ACTION ITEM – Transcribe the listing word for word. Begin at its first line and end with the line containing "have dedicated all".

··· PROVIDED ENTRIES

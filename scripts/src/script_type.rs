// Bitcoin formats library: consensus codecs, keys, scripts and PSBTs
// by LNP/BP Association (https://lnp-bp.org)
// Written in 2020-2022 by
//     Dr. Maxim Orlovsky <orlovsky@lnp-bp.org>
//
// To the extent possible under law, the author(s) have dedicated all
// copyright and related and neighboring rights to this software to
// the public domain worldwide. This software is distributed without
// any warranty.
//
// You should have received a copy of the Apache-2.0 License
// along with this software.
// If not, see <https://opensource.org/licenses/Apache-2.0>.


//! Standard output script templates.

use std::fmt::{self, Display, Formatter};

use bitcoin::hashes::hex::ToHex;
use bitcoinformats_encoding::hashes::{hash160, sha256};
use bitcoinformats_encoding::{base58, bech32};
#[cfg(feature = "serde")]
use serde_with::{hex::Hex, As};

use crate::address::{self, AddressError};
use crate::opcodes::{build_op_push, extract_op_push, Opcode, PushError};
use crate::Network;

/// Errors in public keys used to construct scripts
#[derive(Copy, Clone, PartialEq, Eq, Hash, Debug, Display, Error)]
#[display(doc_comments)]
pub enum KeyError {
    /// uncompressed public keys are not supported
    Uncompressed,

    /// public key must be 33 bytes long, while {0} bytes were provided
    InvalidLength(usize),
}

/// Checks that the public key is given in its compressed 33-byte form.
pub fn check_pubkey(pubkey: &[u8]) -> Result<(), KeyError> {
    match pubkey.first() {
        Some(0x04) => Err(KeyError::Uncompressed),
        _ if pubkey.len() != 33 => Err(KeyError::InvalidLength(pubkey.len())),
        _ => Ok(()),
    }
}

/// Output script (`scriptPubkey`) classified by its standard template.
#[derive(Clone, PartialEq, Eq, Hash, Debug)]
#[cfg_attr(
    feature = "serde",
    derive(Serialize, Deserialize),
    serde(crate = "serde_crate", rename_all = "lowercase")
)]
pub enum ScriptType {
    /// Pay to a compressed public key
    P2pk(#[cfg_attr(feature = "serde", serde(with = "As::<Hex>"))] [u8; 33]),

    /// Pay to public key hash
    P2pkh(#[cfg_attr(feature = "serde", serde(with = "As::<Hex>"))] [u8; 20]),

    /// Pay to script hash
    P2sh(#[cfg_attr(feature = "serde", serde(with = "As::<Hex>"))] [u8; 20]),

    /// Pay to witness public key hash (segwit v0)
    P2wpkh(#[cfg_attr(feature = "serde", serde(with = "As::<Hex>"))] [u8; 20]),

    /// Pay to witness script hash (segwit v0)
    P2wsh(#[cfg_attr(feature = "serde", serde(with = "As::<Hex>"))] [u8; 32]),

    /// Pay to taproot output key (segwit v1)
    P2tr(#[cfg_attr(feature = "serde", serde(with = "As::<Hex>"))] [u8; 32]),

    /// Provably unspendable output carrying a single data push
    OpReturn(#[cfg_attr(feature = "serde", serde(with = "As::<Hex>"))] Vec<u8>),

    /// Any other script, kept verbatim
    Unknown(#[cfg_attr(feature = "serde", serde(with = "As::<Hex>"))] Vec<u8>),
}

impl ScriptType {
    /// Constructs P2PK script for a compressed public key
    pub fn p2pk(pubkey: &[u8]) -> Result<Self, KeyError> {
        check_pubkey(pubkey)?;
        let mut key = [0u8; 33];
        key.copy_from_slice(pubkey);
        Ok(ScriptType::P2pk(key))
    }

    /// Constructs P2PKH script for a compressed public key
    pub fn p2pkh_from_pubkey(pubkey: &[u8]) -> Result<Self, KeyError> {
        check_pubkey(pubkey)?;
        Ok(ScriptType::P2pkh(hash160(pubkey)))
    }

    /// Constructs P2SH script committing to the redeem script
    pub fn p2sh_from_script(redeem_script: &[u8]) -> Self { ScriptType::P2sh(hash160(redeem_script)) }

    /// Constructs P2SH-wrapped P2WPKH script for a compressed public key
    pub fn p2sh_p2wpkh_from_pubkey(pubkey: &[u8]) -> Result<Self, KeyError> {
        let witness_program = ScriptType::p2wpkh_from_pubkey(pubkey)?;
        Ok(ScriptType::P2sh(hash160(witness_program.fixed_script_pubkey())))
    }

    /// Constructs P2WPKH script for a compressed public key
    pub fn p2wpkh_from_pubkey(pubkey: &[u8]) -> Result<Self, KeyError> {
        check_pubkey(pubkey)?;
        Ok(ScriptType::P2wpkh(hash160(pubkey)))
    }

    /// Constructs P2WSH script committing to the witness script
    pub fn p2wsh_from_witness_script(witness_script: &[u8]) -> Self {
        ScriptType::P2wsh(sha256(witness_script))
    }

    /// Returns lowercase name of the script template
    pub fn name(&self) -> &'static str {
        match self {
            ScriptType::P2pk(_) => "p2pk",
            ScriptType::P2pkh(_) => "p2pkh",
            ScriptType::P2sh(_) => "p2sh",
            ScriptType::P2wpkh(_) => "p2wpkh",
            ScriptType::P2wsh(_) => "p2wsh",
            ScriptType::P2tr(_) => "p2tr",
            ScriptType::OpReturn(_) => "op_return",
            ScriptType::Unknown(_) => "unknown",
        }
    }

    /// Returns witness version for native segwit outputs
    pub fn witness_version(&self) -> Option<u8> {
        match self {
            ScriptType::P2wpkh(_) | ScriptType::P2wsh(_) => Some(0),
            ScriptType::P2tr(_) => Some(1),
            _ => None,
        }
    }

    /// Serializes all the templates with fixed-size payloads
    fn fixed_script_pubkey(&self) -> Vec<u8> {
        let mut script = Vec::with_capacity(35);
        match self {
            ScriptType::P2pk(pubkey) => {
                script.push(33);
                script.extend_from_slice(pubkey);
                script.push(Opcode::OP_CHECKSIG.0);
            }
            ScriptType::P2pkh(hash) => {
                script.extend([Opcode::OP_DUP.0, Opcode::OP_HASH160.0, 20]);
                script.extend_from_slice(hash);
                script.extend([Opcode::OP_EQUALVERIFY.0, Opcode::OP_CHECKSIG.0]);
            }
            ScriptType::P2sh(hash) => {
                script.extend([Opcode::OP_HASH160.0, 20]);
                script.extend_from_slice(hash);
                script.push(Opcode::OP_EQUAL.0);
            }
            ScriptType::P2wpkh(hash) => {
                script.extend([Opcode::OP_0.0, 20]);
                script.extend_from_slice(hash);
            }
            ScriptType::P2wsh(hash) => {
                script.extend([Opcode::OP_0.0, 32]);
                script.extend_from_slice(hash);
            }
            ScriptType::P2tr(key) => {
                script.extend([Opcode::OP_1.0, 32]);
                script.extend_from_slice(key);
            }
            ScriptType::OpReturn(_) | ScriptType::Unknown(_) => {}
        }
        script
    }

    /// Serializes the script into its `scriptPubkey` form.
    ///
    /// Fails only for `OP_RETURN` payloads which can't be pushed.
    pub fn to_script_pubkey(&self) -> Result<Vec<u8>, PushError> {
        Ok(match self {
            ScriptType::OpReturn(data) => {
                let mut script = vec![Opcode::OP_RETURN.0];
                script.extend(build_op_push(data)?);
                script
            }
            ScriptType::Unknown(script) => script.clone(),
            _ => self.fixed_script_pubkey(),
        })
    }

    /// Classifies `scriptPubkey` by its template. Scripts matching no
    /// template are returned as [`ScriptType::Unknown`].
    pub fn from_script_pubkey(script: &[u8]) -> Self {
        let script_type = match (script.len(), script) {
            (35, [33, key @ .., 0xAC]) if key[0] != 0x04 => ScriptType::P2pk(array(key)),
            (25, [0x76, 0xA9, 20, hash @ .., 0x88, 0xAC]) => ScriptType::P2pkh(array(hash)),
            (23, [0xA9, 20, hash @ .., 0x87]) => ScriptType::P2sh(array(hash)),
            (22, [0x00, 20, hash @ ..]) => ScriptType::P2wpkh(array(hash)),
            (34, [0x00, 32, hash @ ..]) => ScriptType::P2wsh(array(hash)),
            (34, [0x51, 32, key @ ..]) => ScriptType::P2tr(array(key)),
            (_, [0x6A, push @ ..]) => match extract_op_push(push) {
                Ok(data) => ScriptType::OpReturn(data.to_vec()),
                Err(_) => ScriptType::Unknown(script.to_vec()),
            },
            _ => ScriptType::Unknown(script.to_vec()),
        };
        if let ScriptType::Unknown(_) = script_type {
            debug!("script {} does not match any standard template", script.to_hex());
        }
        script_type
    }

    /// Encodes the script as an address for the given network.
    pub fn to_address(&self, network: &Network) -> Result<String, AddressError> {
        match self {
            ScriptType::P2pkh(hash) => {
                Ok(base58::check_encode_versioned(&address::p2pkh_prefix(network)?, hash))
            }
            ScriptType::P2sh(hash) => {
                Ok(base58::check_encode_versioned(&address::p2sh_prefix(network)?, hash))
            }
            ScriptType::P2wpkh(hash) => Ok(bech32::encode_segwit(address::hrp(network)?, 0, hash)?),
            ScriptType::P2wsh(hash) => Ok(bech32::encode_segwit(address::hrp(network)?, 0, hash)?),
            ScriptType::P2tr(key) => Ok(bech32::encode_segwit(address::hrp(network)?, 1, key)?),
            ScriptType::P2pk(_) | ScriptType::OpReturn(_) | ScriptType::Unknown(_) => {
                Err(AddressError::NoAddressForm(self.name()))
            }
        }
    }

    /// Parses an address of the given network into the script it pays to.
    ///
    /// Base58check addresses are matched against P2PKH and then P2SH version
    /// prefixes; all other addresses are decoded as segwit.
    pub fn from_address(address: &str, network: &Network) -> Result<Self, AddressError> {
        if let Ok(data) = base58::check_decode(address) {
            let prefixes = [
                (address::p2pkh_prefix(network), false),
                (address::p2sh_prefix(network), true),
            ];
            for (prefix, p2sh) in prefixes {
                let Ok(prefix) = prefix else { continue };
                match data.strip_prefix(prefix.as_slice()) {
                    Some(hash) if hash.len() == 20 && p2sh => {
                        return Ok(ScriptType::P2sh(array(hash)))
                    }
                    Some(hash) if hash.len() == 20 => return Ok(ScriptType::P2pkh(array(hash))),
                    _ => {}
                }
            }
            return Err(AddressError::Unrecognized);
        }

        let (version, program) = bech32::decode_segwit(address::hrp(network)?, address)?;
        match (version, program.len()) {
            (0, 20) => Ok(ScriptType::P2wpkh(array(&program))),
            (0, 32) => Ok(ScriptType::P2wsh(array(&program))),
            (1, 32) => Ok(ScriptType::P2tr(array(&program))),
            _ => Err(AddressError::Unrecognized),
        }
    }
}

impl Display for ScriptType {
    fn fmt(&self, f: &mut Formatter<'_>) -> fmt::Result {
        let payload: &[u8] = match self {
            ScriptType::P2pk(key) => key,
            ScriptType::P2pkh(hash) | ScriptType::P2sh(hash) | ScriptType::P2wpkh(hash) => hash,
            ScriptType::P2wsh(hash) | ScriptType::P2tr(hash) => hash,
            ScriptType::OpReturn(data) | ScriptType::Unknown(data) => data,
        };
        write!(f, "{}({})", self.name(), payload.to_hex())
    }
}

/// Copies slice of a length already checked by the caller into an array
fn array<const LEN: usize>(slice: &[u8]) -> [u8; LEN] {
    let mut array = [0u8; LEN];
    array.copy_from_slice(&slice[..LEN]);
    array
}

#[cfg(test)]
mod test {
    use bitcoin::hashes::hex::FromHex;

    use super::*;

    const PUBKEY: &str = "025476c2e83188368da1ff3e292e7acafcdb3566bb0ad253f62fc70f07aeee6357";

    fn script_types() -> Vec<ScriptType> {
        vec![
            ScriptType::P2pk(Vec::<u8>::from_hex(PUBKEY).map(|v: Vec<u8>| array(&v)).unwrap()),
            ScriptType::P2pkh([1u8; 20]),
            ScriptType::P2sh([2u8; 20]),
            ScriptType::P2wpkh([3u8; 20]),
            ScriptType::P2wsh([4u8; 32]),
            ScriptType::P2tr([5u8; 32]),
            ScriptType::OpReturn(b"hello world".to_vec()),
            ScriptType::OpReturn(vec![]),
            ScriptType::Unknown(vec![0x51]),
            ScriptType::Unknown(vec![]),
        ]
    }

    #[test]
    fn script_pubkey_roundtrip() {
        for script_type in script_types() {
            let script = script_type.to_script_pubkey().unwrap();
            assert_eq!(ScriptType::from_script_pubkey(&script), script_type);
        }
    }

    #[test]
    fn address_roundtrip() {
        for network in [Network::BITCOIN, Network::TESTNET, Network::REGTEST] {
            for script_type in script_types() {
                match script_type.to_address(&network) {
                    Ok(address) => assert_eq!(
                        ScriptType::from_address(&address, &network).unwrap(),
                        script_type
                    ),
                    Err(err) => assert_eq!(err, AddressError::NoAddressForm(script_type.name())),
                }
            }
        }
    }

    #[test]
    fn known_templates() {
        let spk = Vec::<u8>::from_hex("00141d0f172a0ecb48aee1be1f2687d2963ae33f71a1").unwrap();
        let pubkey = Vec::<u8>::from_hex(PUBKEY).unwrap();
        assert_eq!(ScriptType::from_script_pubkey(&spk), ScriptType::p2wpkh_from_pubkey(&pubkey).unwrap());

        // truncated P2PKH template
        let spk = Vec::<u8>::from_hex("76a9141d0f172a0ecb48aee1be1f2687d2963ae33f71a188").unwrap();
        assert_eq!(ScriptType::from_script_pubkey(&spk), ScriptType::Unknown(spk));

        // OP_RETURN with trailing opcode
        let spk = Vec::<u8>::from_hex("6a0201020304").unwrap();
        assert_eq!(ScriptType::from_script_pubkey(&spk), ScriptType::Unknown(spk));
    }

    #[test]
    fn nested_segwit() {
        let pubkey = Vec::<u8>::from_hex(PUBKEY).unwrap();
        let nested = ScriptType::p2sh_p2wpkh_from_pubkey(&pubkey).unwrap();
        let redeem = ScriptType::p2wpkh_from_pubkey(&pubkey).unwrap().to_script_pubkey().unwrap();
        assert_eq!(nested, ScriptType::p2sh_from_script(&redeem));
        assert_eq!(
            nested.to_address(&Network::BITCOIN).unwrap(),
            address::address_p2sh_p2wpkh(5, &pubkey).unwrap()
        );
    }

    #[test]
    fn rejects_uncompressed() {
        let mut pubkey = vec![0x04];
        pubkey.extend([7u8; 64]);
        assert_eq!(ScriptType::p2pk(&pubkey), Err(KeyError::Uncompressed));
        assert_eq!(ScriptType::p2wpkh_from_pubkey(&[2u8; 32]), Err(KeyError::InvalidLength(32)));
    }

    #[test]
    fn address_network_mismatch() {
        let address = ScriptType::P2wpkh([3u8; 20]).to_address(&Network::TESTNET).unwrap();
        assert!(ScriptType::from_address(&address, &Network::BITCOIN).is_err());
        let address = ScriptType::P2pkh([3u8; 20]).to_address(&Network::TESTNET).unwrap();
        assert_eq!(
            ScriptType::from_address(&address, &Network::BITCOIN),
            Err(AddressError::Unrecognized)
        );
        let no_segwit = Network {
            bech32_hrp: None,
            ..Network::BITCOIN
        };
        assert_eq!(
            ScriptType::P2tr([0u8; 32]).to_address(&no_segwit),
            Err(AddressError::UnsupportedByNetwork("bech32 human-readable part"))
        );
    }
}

······

SOLUTION TO THE PROBLEM –
filename scripts/src/script_type.rs
// Bitcoin formats library: consensus codecs, keys, scripts and PSBTs
// by LNP/BP Association (https://lnp-bp.org)
// Written in 2020-2022 by
//     Dr. Maxim Orlovsky <orlovsky@lnp-bp.org>
//
// To the extent possible under law, the author(s) have dedicated all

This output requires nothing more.